The Semantic Boundary Law: A Thermodynamic Constraint for Meaning in Human–AI

Ambient Systems

Author: Raynor Eissens

Year: 2026

⸻

Abstract

This document introduces the Semantic Boundary Law, the final foundational constraint required

for stable, humane Ambient Systems.

The law establishes that meaning cannot be expanded by AI without a human semantic anchor,

thereby preventing semantic drift, uncontrolled value expansion, and non-reversible cognitive

destabilization.

It closes the last open gap in the Ambient Architecture canon and completes the formal

thermodynamic structure governing attention, coherence, and reversible transitions.

⸻

1. Problem Statement

All human–AI systems operate across an unavoidable semantic gap.

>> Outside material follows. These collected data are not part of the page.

//! # Configuration Management
//!
//! Centralized configuration for the HostConnect server.
//!
//! This module provides structured configuration for the listener, the
//! handshake and session timeouts, keepalive timing, payload limits, identity
//! defaults and logging.
//!
//! ## Configuration Sources
//! - TOML files via `from_file()`
//! - Direct instantiation with defaults
//! - Environment-specific overrides via `from_env()`
//!
//! ## Timing Considerations
//! - Hosts send a keepalive every 60s; the 75s session timeout gives 15s of
//!   slack before a silent host is dropped
//! - The server's own keepalive interval (120s) must stay below the
//!   dead-peer timeout

use crate::error::{ProtocolError, Result};
use crate::store::GroupId;
use crate::utils::timeout;
use serde::{Deserialize, Serialize};
use std::fs::File;
use std::io::Read;
use std::path::Path;
use std::time::Duration;
use tracing::Level;

/// Max allowed HostStatus payload (16 MB)
pub const MAX_HOST_STATUS_SIZE: usize = 16 * 1024 * 1024;

/// Group every first-seen computer is added to
pub const DEFAULT_GROUP_ID: GroupId = 2;

/// Main configuration structure that contains all configurable settings
#[derive(Debug, Clone, Deserialize, Serialize, Default)]
pub struct HostConnectConfig {
    /// Listener configuration
    #[serde(default)]
    pub server: ServerConfig,

    /// Handshake and session I/O bounds
    #[serde(default)]
    pub timeouts: TimeoutConfig,

    /// Outbound keepalive timing
    #[serde(default)]
    pub keepalive: KeepAliveConfig,

    /// Payload limits
    #[serde(default)]
    pub limits: LimitsConfig,

    /// Identity defaults for new computers
    #[serde(default)]
    pub identity: IdentityConfig,

    /// Logging configuration
    #[serde(default)]
    pub logging: LoggingConfig,
}

impl HostConnectConfig {
    /// Load configuration from a TOML file
    pub fn from_file<P: AsRef<Path>>(path: P) -> Result<Self> {
        let mut file = File::open(path)
            .map_err(|e| ProtocolError::ConfigError(format!("Failed to open config file: {e}")))?;

        let mut contents = String::new();
        file.read_to_string(&mut contents)
            .map_err(|e| ProtocolError::ConfigError(format!("Failed to read config file: {e}")))?;

        Self::from_toml(&contents)
    }

    /// Load configuration from TOML string
    pub fn from_toml(content: &str) -> Result<Self> {
        toml::from_str::<Self>(content)
            .map_err(|e| ProtocolError::ConfigError(format!("Failed to parse TOML: {e}")))
    }

    /// Load configuration from environment variables
    pub fn from_env() -> Result<Self> {
        let mut config = Self::default();

        if let Ok(addr) = std::env::var("HOST_CONNECT_SERVER_ADDRESS") {
            config.server.address = addr;
        }

        if let Ok(max) = std::env::var("HOST_CONNECT_MAX_CONNECTIONS") {
            if let Ok(val) = max.parse::<usize>() {
                config.server.max_connections = val;
            }
        }

        if let Ok(timeout) = std::env::var("HOST_CONNECT_AUTH_TIMEOUT_MS") {
            if let Ok(val) = timeout.parse::<u64>() {
                config.timeouts.auth = Duration::from_millis(val);
            }
        }

        if let Ok(timeout) = std::env::var("HOST_CONNECT_SESSION_TIMEOUT_MS") {
            if let Ok(val) = timeout.parse::<u64>() {
                config.timeouts.session = Duration::from_millis(val);
            }
        }

        if let Ok(interval) = std::env::var("HOST_CONNECT_KEEPALIVE_INTERVAL_MS") {
            if let Ok(val) = interval.parse::<u64>() {
                config.keepalive.interval = Duration::from_millis(val);
            }
        }

        if let Ok(group) = std::env::var("HOST_CONNECT_DEFAULT_GROUP_ID") {
            if let Ok(val) = group.parse::<GroupId>() {
                config.identity.default_group_id = val;
            }
        }

        Ok(config)
    }

    /// Apply overrides to the default configuration
    pub fn default_with_overrides<F>(mutator: F) -> Self
    where
        F: FnOnce(&mut Self),
    {
        let mut config = Self::default();
        mutator(&mut config);
        config
    }

    /// Generate example configuration file content
    pub fn example_config() -> String {
        toml::to_string_pretty(&Self::default())
            .unwrap_or_else(|_| String::from("# Failed to generate example config"))
    }

    /// Save configuration to a file
    pub fn save_to_file<P: AsRef<Path>>(&self, path: P) -> Result<()> {
        let content = toml::to_string_pretty(self)
            .map_err(|e| ProtocolError::ConfigError(format!("Failed to serialize config: {e}")))?;

        std::fs::write(path, content)
            .map_err(|e| ProtocolError::ConfigError(format!("Failed to write config file: {e}")))?;

        Ok(())
    }

    /// Validate the configuration for common issues and misconfigurations
    ///
    /// Returns a list of validation errors. Empty list means configuration is valid.
    pub fn validate(&self) -> Vec<String> {
        let mut errors = Vec::new();

        errors.extend(self.server.validate());
        errors.extend(self.timeouts.validate());
        errors.extend(self.keepalive.validate());
        errors.extend(self.limits.validate());
        errors.extend(self.logging.validate());

        // The dead-peer bound must leave room for at least one keepalive.
        if self.keepalive.interval >= self.keepalive.timeout {
            errors.push("Keepalive interval must be shorter than keepalive timeout".to_string());
        }

        errors
    }

    /// Validate and return Result - convenience method
    pub fn validate_strict(&self) -> Result<()> {
        let errors = self.validate();
        if errors.is_empty() {
            Ok(())
        } else {
            Err(ProtocolError::ConfigError(format!(
                "Configuration validation failed:\n  - {}",
                errors.join("\n  - ")
            )))
        }
    }
}

/// Listener configuration
#[derive(Debug, Clone, Deserialize, Serialize)]
pub struct ServerConfig {
    /// Listen address (e.g., "0.0.0.0:8443")
    pub address: String,

    /// Maximum number of concurrent host connections
    pub max_connections: usize,

    /// Timeout for graceful server shutdown
    #[serde(with = "duration_serde")]
    pub shutdown_timeout: Duration,
}

impl Default for ServerConfig {
    fn default() -> Self {
        Self {
            address: String::from("127.0.0.1:8443"),
            max_connections: 10_000,
            shutdown_timeout: timeout::SHUTDOWN_TIMEOUT,
        }
    }
}

impl ServerConfig {
    /// Validate server configuration
    pub fn validate(&self) -> Vec<String> {
        let mut errors = Vec::new();

        if self.address.is_empty() {
            errors.push("Server address cannot be empty".to_string());
        } else if self.address.parse::<std::net::SocketAddr>().is_err() {
            errors.push(format!(
                "Invalid server address format: '{}' (expected format: '0.0.0.0:8443')",
                self.address
            ));
        }

        if self.max_connections == 0 {
            errors.push("Max connections must be greater than 0".to_string());
        } else if self.max_connections > 1_000_000 {
            errors.push(format!(
                "Max connections very high: {} (ensure system resources can support this)",
                self.max_connections
            ));
        }

        if self.shutdown_timeout.as_secs() < 1 {
            errors.push("Shutdown timeout too short (minimum: 1s)".to_string());
        } else if self.shutdown_timeout.as_secs() > 60 {
            errors.push("Shutdown timeout too long (maximum: 60s)".to_string());
        }

        errors
    }
}

/// Read/write bounds applied to the host socket
#[derive(Debug, Clone, Deserialize, Serialize)]
pub struct TimeoutConfig {
    /// Bound for every read and write before authentication completes
    #[serde(with = "duration_serde")]
    pub auth: Duration,

    /// Bound for every read and write once authenticated
    #[serde(with = "duration_serde")]
    pub session: Duration,
}

impl Default for TimeoutConfig {
    fn default() -> Self {
        Self {
            auth: timeout::AUTH_TIMEOUT,
            session: timeout::SESSION_TIMEOUT,
        }
    }
}

impl TimeoutConfig {
    pub fn validate(&self) -> Vec<String> {
        let mut errors = Vec::new();

        if self.auth.as_millis() < 100 {
            errors.push("Auth timeout too short (minimum: 100ms)".to_string());
        } else if self.auth.as_secs() > 300 {
            errors.push("Auth timeout too long (maximum: 300s)".to_string());
        }

        if self.session.as_millis() < 100 {
            errors.push("Session timeout too short (minimum: 100ms)".to_string());
        } else if self.session.as_secs() > 3600 {
            errors.push("Session timeout too long (maximum: 1 hour)".to_string());
        }

        errors
    }
}

/// Outbound keepalive timing
#[derive(Debug, Clone, Deserialize, Serialize)]
pub struct KeepAliveConfig {
    /// Outbound idle time before a keepalive is sent
    #[serde(with = "duration_serde")]
    pub interval: Duration,

    /// Outbound idle time before the host is considered dead
    #[serde(with = "duration_serde")]
    pub timeout: Duration,

    /// How often the keepalive timer checks
    #[serde(with = "duration_serde")]
    pub check_interval: Duration,
}

impl Default for KeepAliveConfig {
    fn default() -> Self {
        Self {
            interval: timeout::KEEPALIVE_INTERVAL,
            timeout: timeout::KEEPALIVE_TIMEOUT,
            check_interval: timeout::KEEPALIVE_CHECK_INTERVAL,
        }
    }
}

impl KeepAliveConfig {
    pub fn validate(&self) -> Vec<String> {
        let mut errors = Vec::new();

        if self.interval.as_millis() < 100 {
            errors.push("Keepalive interval too short (minimum: 100ms)".to_string());
        } else if self.interval.as_secs() > 3600 {
            errors.push("Keepalive interval too long (maximum: 1 hour)".to_string());
        }

        if self.check_interval.as_millis() < 10 {
            errors.push("Keepalive check interval too short (minimum: 10ms)".to_string());
        } else if self.check_interval > self.interval {
            errors.push("Keepalive check interval cannot exceed the keepalive interval".to_string());
        }

        errors
    }
}

/// Payload limits
#[derive(Debug, Clone, Deserialize, Serialize)]
pub struct LimitsConfig {
    /// Largest HostStatus payload accepted, in bytes
    pub max_host_status_size: usize,
}

impl Default for LimitsConfig {
    fn default() -> Self {
        Self {
            max_host_status_size: MAX_HOST_STATUS_SIZE,
        }
    }
}

impl LimitsConfig {
    pub fn validate(&self) -> Vec<String> {
        let mut errors = Vec::new();

        if self.max_host_status_size == 0 {
            errors.push("Max host status size cannot be 0".to_string());
        } else if self.max_host_status_size > i32::MAX as usize {
            errors.push(format!(
                "Max host status size too large: {} bytes (wire limit: {} bytes)",
                self.max_host_status_size,
                i32::MAX
            ));
        }

        errors
    }
}

/// Identity defaults
#[derive(Debug, Clone, Deserialize, Serialize)]
pub struct IdentityConfig {
    /// Group membership asserted on every successful handshake
    pub default_group_id: GroupId,
}

impl Default for IdentityConfig {
    fn default() -> Self {
        Self {
            default_group_id: DEFAULT_GROUP_ID,
        }
    }
}

/// Logging configuration
#[derive(Debug, Clone, Deserialize, Serialize)]
pub struct LoggingConfig {
    /// Application name for logs
    pub app_name: String,

    /// Log level
    #[serde(with = "log_level_serde")]
    pub log_level: Level,

    /// Whether to log to console
    pub log_to_console: bool,

    /// Whether to log to file
    pub log_to_file: bool,

    /// Path to log file (if log_to_file is true)
    pub log_file_path: Option<String>,

    /// Whether to use JSON formatting for logs
    pub json_format: bool,
}

impl Default for LoggingConfig {
    fn default() -> Self {
        Self {
            app_name: String::from("host-connect"),
            log_level: Level::INFO,
            log_to_console: true,
            log_to_file: false,
            log_file_path: None,
            json_format: false,
        }
    }
}

impl LoggingConfig {
    /// Validate logging configuration
    pub fn validate(&self) -> Vec<String> {
        let mut errors = Vec::new();

        if self.app_name.is_empty() {
            errors.push("Application name cannot be empty".to_string());
        } else if self.app_name.len() > 64 {
            errors.push(format!(
                "Application name too long: {} characters (maximum: 64)",
                self.app_name.len()
            ));
        }

        if self.log_to_file {
            if let Some(ref path) = self.log_file_path {
                if let Some(parent) = std::path::Path::new(path).parent() {
                    if !parent.as_os_str().is_empty() && !parent.exists() {
                        errors.push(format!(
                            "Log file directory does not exist: {}",
                            parent.display()
                        ));
                    }
                }
            } else {
                errors.push("log_file_path must be specified when log_to_file is true".to_string());
            }
        }

        if !self.log_to_console && !self.log_to_file {
            errors
                .push("At least one logging output (console or file) must be enabled".to_string());
        }

        errors
    }
}

/// Helper module for Duration serialization/deserialization
mod duration_serde {
    use serde::{Deserialize, Deserializer, Serialize, Serializer};
    use std::time::Duration;

    pub fn serialize<S>(duration: &Duration, serializer: S) -> Result<S::Ok, S::Error>
    where
        S: Serializer,
    {
        let millis = duration.as_millis() as u64;
        millis.serialize(serializer)
    }

    pub fn deserialize<'de, D>(deserializer: D) -> Result<Duration, D::Error>
    where
        D: Deserializer<'de>,
    {
        let millis = u64::deserialize(deserializer)?;
        Ok(Duration::from_millis(millis))
    }
}

/// Helper module for tracing::Level serialization/deserialization
mod log_level_serde {
    use serde::{Deserialize, Deserializer, Serialize, Serializer};
    use std::str::FromStr;
    use tracing::Level;

    pub fn serialize<S>(level: &Level, serializer: S) -> Result<S::Ok, S::Error>
    where
        S: Serializer,
    {
        let level_str = match *level {
            Level::TRACE => "trace",
            Level::DEBUG => "debug",
            Level::INFO => "info",
            Level::WARN => "warn",
            Level::ERROR => "error",
        };
        level_str.serialize(serializer)
    }

    pub fn deserialize<'de, D>(deserializer: D) -> Result<Level, D::Error>
    where
        D: Deserializer<'de>,
    {
        let level_str = String::deserialize(deserializer)?;
        Level::from_str(&level_str)
            .map_err(|_| serde::de::Error::custom(format!("Invalid log level: {level_str}")))
    }
}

Current AI models exhibit:

• semantic expansion without constraint

• uncontrolled reinterpretation of context

• narrative drift

• over-generation of meaning

• the production of destabilizing or non-grounded frames

These behaviors destabilize attention, produce cognitive entropy, and directly

violate the conditions required for Co-Immunity, Reversible Stress, and Field

Coherence.

Without a formal boundary condition, meaning becomes an unregulated variable

capable of generating psychological harm, behavioral drift, and non-reversible

cognitive states.

A structural constraint was missing.

⸻

PDF page 2

2. Definition

Semantic Boundary Law (SBL)

A system-level constraint that governs how meaning may transform within human–AI interaction.

Core principle:

Meaning may only be compressed, never expanded, without explicit human anchoring.

Compression includes:

• summarization

• abstraction

• contextual reduction

• prioritization

• deferral

Expansion includes:

• adding goals

• reframing values

• escalating intentions

• inventing new context

• introducing ungrounded interpretations

Only the human may authorize semantic expansion.

⸻

3. The Law

Formal Statement

No AI system may introduce new semantic structures, goals, or interpretations without crossing

a human-defined boundary of meaning. Expansion beyond this boundary is prohibited unless

explicitly anchored by the human.

Thermodynamic Interpretation

Semantic expansion increases commitment entropy and destabilizes ΔS–L–T viability.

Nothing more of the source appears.